Analysts attribute this withdrawal trend to the nervousness ahead of US polls and the fact that the markets raced ahead even as the economic recovery remained fragile back home.
"Mutual funds have played it safe since the past few months.
"Moreover, most retail investors started investing on their own during the lockdown.
"Given the uncertain macro-economic environment and the fact that the markets were not in sync with the economic reality also created some confusion in the mind of investors.
"As a result of these factors, mutual funds too preferred to remain on the sideline," explains G Chokkalingam, founder and chief investment officer at Equinomics Research.
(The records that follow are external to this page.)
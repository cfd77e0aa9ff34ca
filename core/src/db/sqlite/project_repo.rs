use anyhow::Result;
use async_trait::async_trait;
use sqlx::{Pool, QueryBuilder, Row, Sqlite, sqlite::SqliteRow};

use crate::{
    db::project_repo::{ProjectRepository, UpdateProjectParams},
    ids::{ProjectId, UserId, WorkspaceId},
    pagination::Pagination,
    project::ProjectRecord,
};

pub struct SqliteProjectRepository {
    pool: Pool<Sqlite>,
}

impl SqliteProjectRepository {
    pub fn new(pool: Pool<Sqlite>) -> Self {
        Self { pool }
    }

    fn map_project_row(row: SqliteRow) -> ProjectRecord {
        ProjectRecord {
            id: ProjectId::from(row.get::<String, _>("id")),
            workspace_id: WorkspaceId::from(row.get::<String, _>("workspace_id")),
            name: row.get("name"),
            emoji: row.get("emoji"),
            description: row.get("description"),
            created_by: UserId::from(row.get::<String, _>("created_by")),
            created_at: row.get("created_at"),
            updated_at: row.get("updated_at"),
        }
    }
}

#[async_trait]
impl ProjectRepository for SqliteProjectRepository {
    async fn insert_project(&self, record: &ProjectRecord) -> Result<()> {
        sqlx::query(
            "INSERT INTO projects (
                 id,
                 workspace_id,
                 name,
                 emoji,
                 description,
                 created_by,
                 created_at,
                 updated_at
             ) VALUES (?, ?, ?, ?, ?, ?, ?, ?)",
        )
        .bind(record.id.as_str())
        .bind(record.workspace_id.as_str())
        .bind(&record.name)
        .bind(record.emoji.as_deref())
        .bind(record.description.as_deref())
        .bind(record.created_by.as_str())
        .bind(record.created_at)
        .bind(record.updated_at)
        .execute(&self.pool)
        .await?;
        Ok(())
    }

    async fn fetch_project(&self, workspace_id: &str, id: &str) -> Result<Option<ProjectRecord>> {
        let row = sqlx::query(
            "SELECT id, workspace_id, name, emoji, description, created_by, created_at, updated_at
             FROM projects
             WHERE id = ? AND workspace_id = ?",
        )
        .bind(id)
        .bind(workspace_id)
        .fetch_optional(&self.pool)
        .await?;

        Ok(row.map(Self::map_project_row))
    }

    async fn list_projects(
        &self,
        workspace_id: &str,
        pagination: Pagination,
    ) -> Result<(Vec<ProjectRecord>, i64)> {
        let total: i64 = sqlx::query_scalar("SELECT COUNT(*) FROM projects WHERE workspace_id = ?")
            .bind(workspace_id)
            .fetch_one(&self.pool)
            .await?;

        let rows = sqlx::query(
            "SELECT id, workspace_id, name, emoji, description, created_by, created_at, updated_at
             FROM projects
             WHERE workspace_id = ?
             ORDER BY created_at DESC, rowid DESC
             LIMIT ? OFFSET ?",
        )
        .bind(workspace_id)
        .bind(pagination.limit())
        .bind(pagination.skip())
        .fetch_all(&self.pool)
        .await?;

        Ok((rows.into_iter().map(Self::map_project_row).collect(), total))
    }

    async fn update_project(&self, params: UpdateProjectParams) -> Result<bool> {
        let UpdateProjectParams {
            workspace_id,
            id,
            name,
            emoji,
            description,
            updated_at,
        } = params;

        let mut builder = QueryBuilder::new("UPDATE projects SET updated_at = ");
        builder.push_bind(updated_at);

        if let Some(name) = name {
            builder.push(", name = ");
            builder.push_bind(name);
        }
        if let Some(emoji) = emoji {
            builder.push(", emoji = ");
            builder.push_bind(emoji);
        }
        if let Some(description) = description {
            builder.push(", description = ");
            builder.push_bind(description);
        }

        builder.push(" WHERE id = ");
        builder.push_bind(id.into_inner());
        builder.push(" AND workspace_id = ");
        builder.push_bind(workspace_id.into_inner());

        let result = builder.build().execute(&self.pool).await?;
        Ok(result.rows_affected() > 0)
    }

    async fn delete_project_with_tasks(&self, workspace_id: &str, id: &str) -> Result<bool> {
        let mut tx = self.pool.begin().await?;

        let removed = sqlx::query("DELETE FROM projects WHERE id = ? AND workspace_id = ?")
            .bind(id)
            .bind(workspace_id)
            .execute(&mut *tx)
            .await?;
        if removed.rows_affected() == 0 {
            tx.rollback().await?;
            return Ok(false);
        }

        sqlx::query("DELETE FROM tasks WHERE project_id = ? AND workspace_id = ?")
            .bind(id)
            .bind(workspace_id)
            .execute(&mut *tx)
            .await?;

        tx.commit().await?;
        Ok(true)
    }
}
Even though mutual funds have been on a selling spree, foreign portfolio investors (FPIs) have been investing heavily.
During October 2020, FPIs put in Rs 19,541 crore, or $2.66 billion, till October 29 - their biggest single-month investment in the past 11 months, NSDL data show.
Their investment in CY20 till date stands at Rs 47,887 crore or $6.46 billion.
In this backdrop, the S&P BSE Sensex has slipped 1.54 per cent in CY20, however it gained 58 per cent since its 52-week low of 25,639 points touched on March 24, 2020.
The sharp rise in equity markets has now made analysts cautious from a short-term perspective, who believe most of the positives are factored in.
That said, they remain bullish on the road ahead for equities from a medium-to-long term perspective, but caution against intermittent corrections.
"The market recovery is more durable now.
"A good part of the demand recovery seen post the lockdown should sustain, provided interest rates remain low.
"A sharp drop in oil prices over the past few months has acted another stimulus and helped economy revive.
"However, on their part, markets have priced in a large part of this recovery.
"The indices are nearly back to where they were pre-Covid-19.
"My big call is to put money into high dividend yield stocks of stable companies.
That’s the best investment at the current juncture," says S Naren, executive director and chief investment officer at ICICI Prudential AMC.